Climate-human-environment interactions: resolving our past
Résumé
The paper reviews how we can learn from the past about climate-human-interactions at the present time, and in the future. It focuses on data sources for environmental change at local and regional/global spatial scales, and shows the scope and limitations of each. The use of parallel histories in local case-studies is described in a case-study from China, where independent records help unravel the complexity of interactions and provide a basis for assessing the resilience and sustainability of the landscape system. Holocene global records for Natural Forcings (e.g. climate and tectonics), Human Society and Ecosystems are reviewed, and the problems of reconstructing global records of processes that are only recorded at local scales examined.

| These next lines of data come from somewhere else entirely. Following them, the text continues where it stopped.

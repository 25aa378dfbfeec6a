use serde::{Deserialize, Serialize};
use tracing::debug;

use super::poi::Poi;
use crate::config::EngineConfig;
use crate::models::{CandleSeries, Direction, OrderType, PoiType, PositionStatus};

/// Everything needed to open a position from one POI.
#[derive(Debug, Clone, PartialEq, Serialize, Deserialize)]
pub struct TradePlan {
    pub poi_index: usize,
    pub poi_type: PoiType,
    pub direction: Direction,
    pub order_type: OrderType,
    /// Candle on which the entry fills.
    pub fill_index: usize,
    pub entry: f64,
    pub stop_loss: f64,
    pub take_profit: f64,
    pub rr: f64,
    pub quantity: f64,
}

impl TradePlan {
    pub fn risk(&self) -> f64 {
        (self.entry - self.stop_loss).abs()
    }
}

#[derive(Debug, Clone, PartialEq, Serialize, Deserialize)]
pub struct Position {
    pub poi_index: usize,
    pub poi_type: PoiType,
    pub direction: Direction,
    pub open_index: usize,
    pub open_time: i64,
    pub open_price: f64,
    pub stop_loss: f64,
    pub take_profit: f64,
    pub close_index: Option<usize>,
    pub close_time: i64,
    pub close_price: Option<f64>,
    pub quantity: f64,
    pub lot_size: f64,
    /// Gross, before fees.
    pub pnl: f64,
    pub fee: f64,
    pub net_pnl: f64,
    pub rr: f64,
    pub status: PositionStatus,
    pub moved_to_breakeven: bool,
}

impl Position {
    pub fn is_open(&self) -> bool {
        self.status == PositionStatus::Open
    }
}

/// Turns tradeable POIs into hypothetical positions.
pub struct PositionSimulator {
    pub min_rr: f64,
    pub fee_rate: f64,
    pub lot_size: f64,
    pub risk_budget: f64,
    pub with_move: bool,
    pub break_even_rr: f64,
}

impl PositionSimulator {
    pub fn new(cfg: &EngineConfig) -> Self {
        Self {
            min_rr: cfg.min_rr,
            fee_rate: cfg.fee_rate,
            lot_size: cfg.lot_size,
            risk_budget: cfg.risk_budget,
            with_move: cfg.with_move,
            break_even_rr: cfg.break_even_rr,
        }
    }

    fn fee(&self, price: f64, quantity: f64) -> f64 {
        price * quantity * self.lot_size * self.fee_rate
    }

    /// Entry, sizing and RR for `poi`, or `None` when it is not tradeable.
    pub fn plan(&self, candles: &CandleSeries, poi: &Poi) -> Option<TradePlan> {
        if !poi.can_trade {
            return None;
        }
        let take_profit = poi.take_profit?;
        let direction = poi.direction();
        let order_type = poi.order_type();

        let (fill_index, entry) = match order_type {
            OrderType::Limit => (poi.end_index?, poi.entry),
            OrderType::Market => {
                let next = poi.evaluation_index + 1;
                (next, candles.get(next)?.open)
            }
        };

        let s = direction.sign();
        // stop below and target above entry for longs, mirrored for shorts
        if (entry - poi.stop_loss) * s <= 0.0 || (take_profit - entry) * s <= 0.0 {
            return None;
        }

        let risk = (entry - poi.stop_loss).abs();
        let rr = (take_profit - entry).abs() / risk;
        if !rr.is_finite() || rr < self.min_rr {
            return None;
        }

        let quantity = (self.risk_budget / (risk * self.lot_size)).floor();
        if !quantity.is_finite() || quantity <= 0.0 {
            return None;
        }

        Some(TradePlan {
            poi_index: poi.index,
            poi_type: poi.poi_type,
            direction,
            order_type,
            fill_index,
            entry,
            stop_loss: poi.stop_loss,
            take_profit,
            rr,
            quantity,
        })
    }

    /// Walk forward from the fill candle. The stop is checked before the
    /// target inside a candle, and the breakeven move after both.
    pub fn execute(&self, candles: &CandleSeries, plan: &TradePlan) -> Position {
        let s = plan.direction.sign();
        let risk = plan.risk();
        let mut stop = plan.stop_loss;
        let mut moved = false;
        let mut exit: Option<(usize, f64, PositionStatus)> = None;

        for k in plan.fill_index..candles.len() {
            let c = &candles[k];
            let (adverse, favourable) = match plan.direction {
                Direction::Long => (c.low, c.high),
                Direction::Short => (c.high, c.low),
            };

            if (adverse - stop) * s <= 0.0 {
                let status = if moved {
                    PositionStatus::ClosedBreakeven
                } else {
                    PositionStatus::ClosedSl
                };
                exit = Some((k, stop, status));
                break;
            }
            if (favourable - plan.take_profit) * s >= 0.0 {
                exit = Some((k, plan.take_profit, PositionStatus::ClosedTp));
                break;
            }
            if self.with_move
                && !moved
                && (favourable - plan.entry) * s >= self.break_even_rr * risk
            {
                stop = plan.entry;
                moved = true;
            }
        }

        let open_fee = self.fee(plan.entry, plan.quantity);
        let last_time = candles.last().map_or(0, |c| c.time);
        let (close_index, close_time, close_price, pnl, fee, status) = match exit {
            Some((k, price, status)) => {
                let pnl = (price - plan.entry) * s * plan.quantity * self.lot_size;
                let fee = open_fee + self.fee(price, plan.quantity);
                (Some(k), candles[k].time, Some(price), pnl, fee, status)
            }
            None => (None, last_time, None, 0.0, open_fee, PositionStatus::Open),
        };

        Position {
            poi_index: plan.poi_index,
            poi_type: plan.poi_type,
            direction: plan.direction,
            open_index: plan.fill_index,
            open_time: candles.get(plan.fill_index).map_or(last_time, |c| c.time),
            open_price: plan.entry,
            stop_loss: stop,
            take_profit: plan.take_profit,
            close_index,
            close_time,
            close_price,
            quantity: plan.quantity,
            lot_size: self.lot_size,
            pnl,
            fee,
            net_pnl: pnl - fee,
            rr: plan.rr,
            status,
            moved_to_breakeven: moved,
        }
    }

    /// Simulate every tradeable POI in fill order.
    pub fn run(&self, candles: &CandleSeries, pois: &[Option<Poi>]) -> Vec<Position> {
        let mut plans: Vec<TradePlan> = pois
            .iter()
            .flatten()
            .filter_map(|poi| self.plan(candles, poi))
            .collect();
        plans.sort_by_key(|p| (p.fill_index, p.poi_index));

        let positions: Vec<Position> = plans.iter().map(|p| self.execute(candles, p)).collect();
        debug!(
            "Simulator: {} positions from {} tradeable POIs, {} still open",
            positions.len(),
            pois.iter().flatten().filter(|p| p.can_trade).count(),
            positions.iter().filter(|p| p.is_open()).count()
        );
        positions
    }
}
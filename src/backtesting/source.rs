use anyhow::{anyhow, Context, Result};
use async_trait::async_trait;
use std::collections::HashMap;
use std::path::{Path, PathBuf};
use tracing::info;

use crate::error::EngineError;
use crate::models::{Candle, CandleSeries};

/// Supplies the candle series for a symbol.
#[async_trait]
pub trait CandleSource: Send + Sync {
    async fn load(&self, symbol: &str) -> Result<CandleSeries>;
}

/// Reads `<dir>/<symbol>.json`, a JSON array of candles.
#[derive(Debug, Clone)]
pub struct JsonDirSource {
    pub dir: PathBuf,
}

impl JsonDirSource {
    pub fn new(dir: impl AsRef<Path>) -> Self {
        Self {
            dir: dir.as_ref().to_path_buf(),
        }
    }

    pub fn path_for(&self, symbol: &str) -> PathBuf {
        self.dir.join(format!("{}.json", symbol))
    }
}

#[async_trait]
impl CandleSource for JsonDirSource {
    async fn load(&self, symbol: &str) -> Result<CandleSeries> {
        let path = self.path_for(symbol);
        let content = tokio::fs::read_to_string(&path)
            .await
            .with_context(|| format!("reading {}", path.display()))?;
        let candles: Vec<Candle> = serde_json::from_str(&content)
            .with_context(|| format!("parsing {}", path.display()))?;
        info!("Loaded {} candles for {} from {}", candles.len(), symbol, path.display());
        Ok(CandleSeries::new(candles))
    }
}

/// Series held in memory, keyed by symbol.
#[derive(Debug, Clone, Default)]
pub struct MemorySource {
    series: HashMap<String, CandleSeries>,
}

impl MemorySource {
    pub fn new() -> Self {
        Self::default()
    }

    pub fn with(mut self, symbol: &str, candles: CandleSeries) -> Self {
        self.series.insert(symbol.to_string(), candles);
        self
    }
}

#[async_trait]
impl CandleSource for MemorySource {
    async fn load(&self, symbol: &str) -> Result<CandleSeries> {
        self.series.get(symbol).cloned().ok_or_else(|| {
            anyhow!(EngineError::Source {
                symbol: symbol.to_string(),
                reason: "unknown symbol".to_string(),
            })
        })
    }
}
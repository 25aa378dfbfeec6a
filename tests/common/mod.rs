use smc_structure::models::{Candle, CandleSeries};

/// 2024-01-15T12:00:00Z
pub const BASE_TIME: i64 = 1_705_320_000;

/// Create candles from (open, high, low, close) tuples with auto-incrementing 1m timestamps.
pub fn make_candles(data: &[(f64, f64, f64, f64)]) -> CandleSeries {
    let candles: Vec<Candle> = data
        .iter()
        .enumerate()
        .map(|(i, &(o, h, l, c))| Candle {
            time: BASE_TIME + i as i64 * 60,
            open: o,
            high: h,
            low: l,
            close: c,
            volume: 100.0,
        })
        .collect();

    CandleSeries::new(candles)
}

/// Create n rising (bullish) candles starting from `start` price.
pub fn make_bullish_trend(n: usize, start: f64) -> CandleSeries {
    let data: Vec<_> = (0..n)
        .map(|i| {
            let open = start + i as f64 * 10.0;
            let close = open + 8.0;
            (open, close + 2.0, open - 1.0, close)
        })
        .collect();
    make_candles(&data)
}

/// Rising highs and lows with two pullbacks; candle 12 closes above the
/// high at 9.
pub fn make_bullish_structure() -> CandleSeries {
    make_candles(&[
        (100.0, 102.0, 99.0, 101.0),
        (101.0, 106.0, 100.0, 105.0),
        (105.0, 110.0, 104.0, 109.0),
        (109.0, 109.5, 102.0, 103.0),
        (103.0, 104.0, 98.0, 99.0),
        (99.0, 106.0, 98.5, 105.5),
        (105.5, 112.0, 105.0, 111.5),
        (111.5, 115.0, 111.0, 114.5),
        (114.5, 114.8, 108.0, 108.5),
        (108.5, 118.0, 108.0, 117.5),
        (117.5, 117.8, 106.0, 107.0),
        (107.0, 110.0, 105.0, 109.5),
        (109.5, 119.0, 109.0, 118.5),
    ])
}

/// The bullish structure, an inside bar, then a close below the low at 11.
pub fn make_choch_structure() -> CandleSeries {
    let mut candles = make_bullish_structure();
    let tail = make_candles(&[
        (118.5, 118.8, 112.0, 113.0),
        (113.0, 113.5, 103.0, 104.0),
    ]);
    for (k, c) in tail.iter().enumerate() {
        candles.push(Candle {
            time: BASE_TIME + (13 + k as i64) * 60,
            ..*c
        });
    }
    candles
}

/// Random-walk candles from (body, upper wick, lower wick) steps. Each
/// candle opens at the previous close.
pub fn random_walk(steps: &[(f64, f64, f64)], start: f64) -> CandleSeries {
    let mut close = start;
    let data: Vec<_> = steps
        .iter()
        .map(|&(body, up, down)| {
            let open = close;
            close = open + body;
            let high = open.max(close) + up;
            let low = open.min(close) - down;
            (open, high, low, close)
        })
        .collect();
    make_candles(&data)
}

Existing regional/global records are used to speculate about the veracity of anthropogenic forcing of global climate. The paper concludes that a full understanding of causes of earth system change through (at least) the Holocene can come only through the most rigorous reconstructions of climate, human activities and earth processes, and importantly their interactions, at all locations and at all scales. It follows that we need to promote inter-scale learning: regionalisation and generalisation of existing data would be useful first steps. There is now a need to develop long-term simulation models that can help anticipate complex ecosystem behaviour and environmental processes in the face of global environmental change ? and resolving our past is an essential element in that endeavour.